While the inciting incident that leads to the Sokovia Accords is a terrible accident, it’s not the only one that the Avengers are guilty of, instead, it’s simply the first one that can be easily attributed to them. When Secretary Ross is showing the Avengers clips of their previous exploits, we see a street level perspective of the damage. That classic scene of The Hulk flying into the side of a building to take down some aliens from the first Avengers film? Yeah, debris falling from that impact landed on a guy on the street below. Falling helicarriers caused waves that took out civilians. It's chilling to see things from this perspective.
We get to see the face of a young man who lost his life in Sokovia, but he was far from the only one. Helmut Zemo lost his entire family due to the battle between the Avengers and Ultron. It’s this loss that leads him to take the steps that he does in Captain America: Civil War. While the Sokovia Accords are the thing that puts the initial stress on the Avengers, Zemo is the one who ultimately breaks them apart. Both are a result of the events in Avengers: Age of Ultron.
And let’s not forget that Ultron himself is entirely Tony Stark’s fault. Stark creates Ultron with the best of intentions, but the road to hell is paved with them. Without asking for permission or forgiveness Tony Stark creates an artificial intelligence who spends five minutes on the internet and decides it all has to burn. Stark creates Ultron. Ultron destroys Sokovia. By the transitive property of superheroes, Iron Man is responsible for Sokovia.

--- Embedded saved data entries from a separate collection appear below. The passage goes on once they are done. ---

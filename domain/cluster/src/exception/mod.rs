use thiserror::Error;

pub type ClusterResult<T> = Result<T, ClusterException>;

#[derive(Error, Debug)]
pub enum ClusterException {
    #[error("Command '{command}' not found. Ensure SLURM client tools are installed and on PATH.")]
    SchedulerToolMissing { command: &'static str },

    #[error("{command} terminated with an exception: {stderr}")]
    SchedulerToolFailed { command: &'static str, stderr: String },

    #[error("Batch jobs require a command to execute.")]
    EmptyBatchCommand,

    #[error("No log files found in {dir}.")]
    NoLogFiles { dir: String },

    #[error("Log file for job {job_id} not found in {dir}.")]
    LogFileNotFound { job_id: String, dir: String },

    #[error("Cluster internal error: {source}")]
    InternalError {
        #[source]
        source: anyhow::Error,
    },
}

impl From<anyhow::Error> for ClusterException {
    fn from(e: anyhow::Error) -> Self {
        ClusterException::InternalError { source: e }
    }
}

impl From<std::io::Error> for ClusterException {
    fn from(e: std::io::Error) -> Self {
        ClusterException::InternalError { source: e.into() }
    }
}
use std::path::PathBuf;

use directories::ProjectDirs;
use serde::{Deserialize, Serialize};

pub const DEFAULT_REPORT_DIR: &str = "./slurm-report";
pub const DEFAULT_SCRIPT_DIR: &str = "./slurm_run";
pub const DEFAULT_TIME: &str = "4-00:00:00";

/// Saved submission defaults. Every field is optional: anything absent falls
/// through to partition-derived automatic values at submission time.
#[derive(Debug, Clone, Default, Serialize, Deserialize)]
#[serde(default)]
pub struct SubmitDefaults {
    pub partition: Option<String>,
    pub account: Option<String>,
    pub nodes: Option<u32>,
    pub tasks_per_node: Option<u32>,
    pub cpus_per_task: Option<u32>,
    pub memory: Option<String>,
    pub gpus: Option<u32>,
    pub time: Option<String>,
    pub report_dir: Option<String>,
    pub script_dir: Option<String>,
}

impl SubmitDefaults {
    pub fn is_empty(&self) -> bool {
        self.partition.is_none()
            && self.account.is_none()
            && self.nodes.is_none()
            && self.tasks_per_node.is_none()
            && self.cpus_per_task.is_none()
            && self.memory.is_none()
            && self.gpus.is_none()
            && self.time.is_none()
            && self.report_dir.is_none()
            && self.script_dir.is_none()
    }

    /// Overlay the provided values; fields the update does not carry keep
    /// their current value.
    pub fn merge_from(&mut self, updates: SubmitDefaults) {
        let SubmitDefaults {
            partition,
            account,
            nodes,
            tasks_per_node,
            cpus_per_task,
            memory,
            gpus,
            time,
            report_dir,
            script_dir,
        } = updates;
        self.partition = partition.or(self.partition.take());
        self.account = account.or(self.account.take());
        self.nodes = nodes.or(self.nodes.take());
        self.tasks_per_node = tasks_per_node.or(self.tasks_per_node.take());
        self.cpus_per_task = cpus_per_task.or(self.cpus_per_task.take());
        self.memory = memory.or(self.memory.take());
        self.gpus = gpus.or(self.gpus.take());
        self.time = time.or(self.time.take());
        self.report_dir = report_dir.or(self.report_dir.take());
        self.script_dir = script_dir.or(self.script_dir.take());
    }
}

/// JSON-backed defaults store under the user's config directory.
pub struct DefaultsStore {
    path: PathBuf,
}

impl DefaultsStore {
    pub fn open() -> Self {
        let path = ProjectDirs::from("", "", "slurm-companion")
            .map(|dirs| dirs.config_dir().join("defaults.json"))
            .unwrap_or_else(|| PathBuf::from("defaults.json"));
        Self { path }
    }

    /// Load saved defaults. A missing file yields empty defaults; a
    /// malformed one is ignored with a notice, never an error.
    pub fn load(&self) -> SubmitDefaults {
        let loaded = config::Config::builder()
            .add_source(config::File::from(self.path.clone()).required(false))
            .build()
            .and_then(|c| c.try_deserialize::<SubmitDefaults>());
        match loaded {
            Ok(defaults) => defaults,
            Err(e) => {
                println!("Ignoring saved defaults at {}: {e}", self.path.display());
                SubmitDefaults::default()
            }
        }
    }

    /// Merge the updates over whatever is already saved and write the result
    /// back as pretty-printed JSON.
    pub fn save(&self, updates: SubmitDefaults) -> anyhow::Result<()> {
        let mut defaults = self.load();
        defaults.merge_from(updates);
        if let Some(parent) = self.path.parent() {
            std::fs::create_dir_all(parent)?;
        }
        std::fs::write(&self.path, serde_json::to_string_pretty(&defaults)?)?;
        println!("Saved defaults to {}", self.path.display());
        Ok(())
    }
}

#[cfg(test)]
mod tests {
    use super::SubmitDefaults;

    #[test]
    fn merge_keeps_existing_values() {
        let mut defaults = SubmitDefaults {
            partition: Some("gpux".into()),
            gpus: Some(8),
            ..Default::default()
        };
        defaults.merge_from(SubmitDefaults {
            gpus: Some(4),
            time: Some("1-00:00:00".into()),
            ..Default::default()
        });
        assert_eq!(defaults.partition.as_deref(), Some("gpux"));
        assert_eq!(defaults.gpus, Some(4));
        assert_eq!(defaults.time.as_deref(), Some("1-00:00:00"));
    }

    #[test]
    fn empty_detection() {
        assert!(SubmitDefaults::default().is_empty());
        assert!(!SubmitDefaults {
            nodes: Some(2),
            ..Default::default()
        }
        .is_empty());
    }
}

These are just the instances where the Avengers own actions have directly led to negative consequences. This doesn’t even delve into Vision’s initial theory, that simply by existing the Avengers invite challenge. The idea is that essentially anybody trying to challenge the Avengers has to up their game to a dangerous level to be a threat. Is there evidence of this? Possibly. Would Ivan Vanko have built himself an Arc Reactor to take on Tony Stark in Iron Man 2 if Tony didn’t already have one? Would Aldrich Killian have gone to such extremes if he didn’t deem it necessary to beat Iron Man? Would Daren Cross have done his own research into shrinking technology if Hank Pym hadn’t done it first? It’s difficult to say, but certainly there’s an argument to be made.
At the same time, there are clearly threats that none of the Avengers had anything to do with. Hydra and the Red Skull’s existence predate that of Captain America. They were going to be a serious problem anyway, and without Captain America, it’s likely Hydra would have succeeded. Thanos was going to go after the Infinity Stones regardless, so his alien attack on Earth would likely have still taken place. If the Avengers hadn’t been there, perhaps the destruction would have been much worse.
In the final analysis, it’s difficult to argue that the world would be better off without the Avengers. At the same time, they have been directly responsible for some pretty terrible events. Whether the solution is oversight or simply punishment after the fact when they screw up, it seems that the Avengers should be held accountable for their actions.
Ultimately, the world still needs the Avengers, something they will likely learn during the course of Avengers: Infinity War, if not before, but just because the world needs them doesn’t mean they should be written a blank check. They need to do better as an organization in order to reduce collateral damage as much as possible. The power they have is extensive and it can be dangerous.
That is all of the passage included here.